■ How to complete this task
From the line containing "pub struct HealthCheckResult" through the last line of the records, print every line exactly and nothing more.

[Collected data]
//! Shared plumbing for storage and outbound ports
//!
//! The ledger and payables domains reach storage, the audit trail and the
//! webhook endpoint only through traits. Whatever adapter sits behind a
//! trait reports failures as a [`PortError`], so services decide between
//! retrying, failing a payment or rejecting a request without knowing
//! whether they were talking to PostgreSQL or an in-memory mock.
//!
//! ```text
//!   PaymentService / JournalEngine / ...
//!                   │
//!        LedgerPort / PayablesPort
//!           ▲                   ▲
//!   PostgreSQL adapter     in-memory mock
//!      (infra_db)        (feature = "mock")
//! ```

use std::fmt;

use chrono::{DateTime, Utc};
use serde::{Deserialize, Serialize};
use thiserror::Error;

type BoxedSource = Box<dyn std::error::Error + Send + Sync>;

#[derive(Debug, Error)]
pub enum PortError {
    #[error("Not found: {entity_type} with id {id}")]
    NotFound { entity_type: String, id: String },

    /// The store refused the record, e.g. a foreign key to a missing vendor
    #[error("Validation error: {message}")]
    Validation { message: String },

    /// Lost an optimistic-concurrency race or hit a uniqueness constraint
    #[error("Conflict: {message}")]
    Conflict { message: String },

    #[error("Connection error: {message}")]
    Connection {
        message: String,
        #[source]
        source: Option<BoxedSource>,
    },

    #[error("Timeout after {duration_ms}ms: {operation}")]
    Timeout { operation: String, duration_ms: u64 },

    /// A stored row or payload could not be decoded
    #[error("Corrupt record: {message}")]
    Corrupt { message: String },

    #[error("Internal error: {message}")]
    Internal { message: String },
}

impl PortError {
    pub fn not_found(entity_type: impl Into<String>, id: impl fmt::Display) -> Self {
        PortError::NotFound {
            entity_type: entity_type.into(),
            id: id.to_string(),
        }
    }

    pub fn validation(message: impl Into<String>) -> Self {
        PortError::Validation { message: message.into() }
    }

    pub fn conflict(message: impl Into<String>) -> Self {
        PortError::Conflict { message: message.into() }
    }

    pub fn connection(message: impl Into<String>) -> Self {
        PortError::Connection {
            message: message.into(),
            source: None,
        }
    }

    pub fn internal(message: impl Into<String>) -> Self {
        PortError::Internal { message: message.into() }
    }

    /// Worth retrying: the store was unreachable or too slow
    pub fn is_transient(&self) -> bool {
        matches!(self, PortError::Connection { .. } | PortError::Timeout { .. })
    }

    pub fn is_not_found(&self) -> bool {
        matches!(self, PortError::NotFound { .. })
    }

    pub fn is_conflict(&self) -> bool {
        matches!(self, PortError::Conflict { .. })
    }
}

/// Marker for port traits; implementors are shareable across request
/// handlers and the scheduler task
pub trait DomainPort: Send + Sync + 'static {}

#[derive(Debug, Clone, Copy, PartialEq, Eq, Serialize, Deserialize)]
#[serde(rename_all = "snake_case")]
pub enum AdapterHealth {
    Healthy,
    Unhealthy,
}

/// Outcome of probing one adapter, reported by the readiness endpoint
#[derive(Debug, Clone, Serialize, Deserialize)]
pub struct HealthCheckResult {
    pub adapter_id: String,
    pub status: AdapterHealth,
    pub latency_ms: u64,
    pub message: Option<String>,
    pub checked_at: DateTime<Utc>,
}

impl HealthCheckResult {
    /// Healthy with zero latency; in-memory adapters report this
    pub fn healthy(adapter_id: impl Into<String>) -> Self {
        Self {
            adapter_id: adapter_id.into(),
            status: AdapterHealth::Healthy,
            latency_ms: 0,
            message: None,
            checked_at: Utc::now(),
        }
    }

    pub fn is_healthy(&self) -> bool {
        self.status == AdapterHealth::Healthy
    }
}

#[async_trait::async_trait]
pub trait HealthCheckable: Send + Sync {
    async fn health_check(&self) -> HealthCheckResult;
}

■ Response to this task
pub struct HealthCheckResult {
    pub adapter_id: String,
    pub status: AdapterHealth,
    pub latency_ms: u64,
    pub message: Option<String>,
    pub checked_at: DateTime<Utc>,
}

impl HealthCheckResult {
    /// Healthy with zero latency; in-memory adapters report this
    pub fn healthy(adapter_id: impl Into<String>) -> Self {
        Self {
            adapter_id: adapter_id.into(),
            status: AdapterHealth::Healthy,
            latency_ms: 0,
            message: None,
            checked_at: Utc::now(),
        }
    }

    pub fn is_healthy(&self) -> bool {
        self.status == AdapterHealth::Healthy
    }
}

#[async_trait::async_trait]
pub trait HealthCheckable: Send + Sync {
    async fn health_check(&self) -> HealthCheckResult;
}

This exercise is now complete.